START RECORDS FOR THE EXERCISE

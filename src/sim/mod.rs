//! Deterministic simulation module
//!
//! All gameplay logic lives here. This module must be pure and deterministic:
//! - One discrete step per external tick, per-frame units only
//! - Seeded RNG only
//! - Stable iteration order (spawn order = entity ID order)
//! - Input applied from a drained queue, never mid-frame
//! - No rendering, audio, or platform dependencies

pub mod collision;
pub mod physics;
pub mod spawn;
pub mod state;
pub mod tick;

pub use collision::{Aabb, overlap};
pub use state::{
    AnimationMode, Collectible, GameEvent, GameState, JumpState, Obstacle, Player, RunState,
};
pub use tick::{InputEvent, tick};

END RECORDS FOR THE EXERCISE

* _WORK ITEM_:
From the entries above, give again exactly the lines running from the line with "per-frame units only" to the line with "pub mod collision;"; include both of those lines.

* _RESPONSE TO THIS EXERCISE_:
//! - One discrete step per external tick, per-frame units only
//! - Seeded RNG only
//! - Stable iteration order (spawn order = entity ID order)
//! - Input applied from a drained queue, never mid-frame
//! - No rendering, audio, or platform dependencies

pub mod collision;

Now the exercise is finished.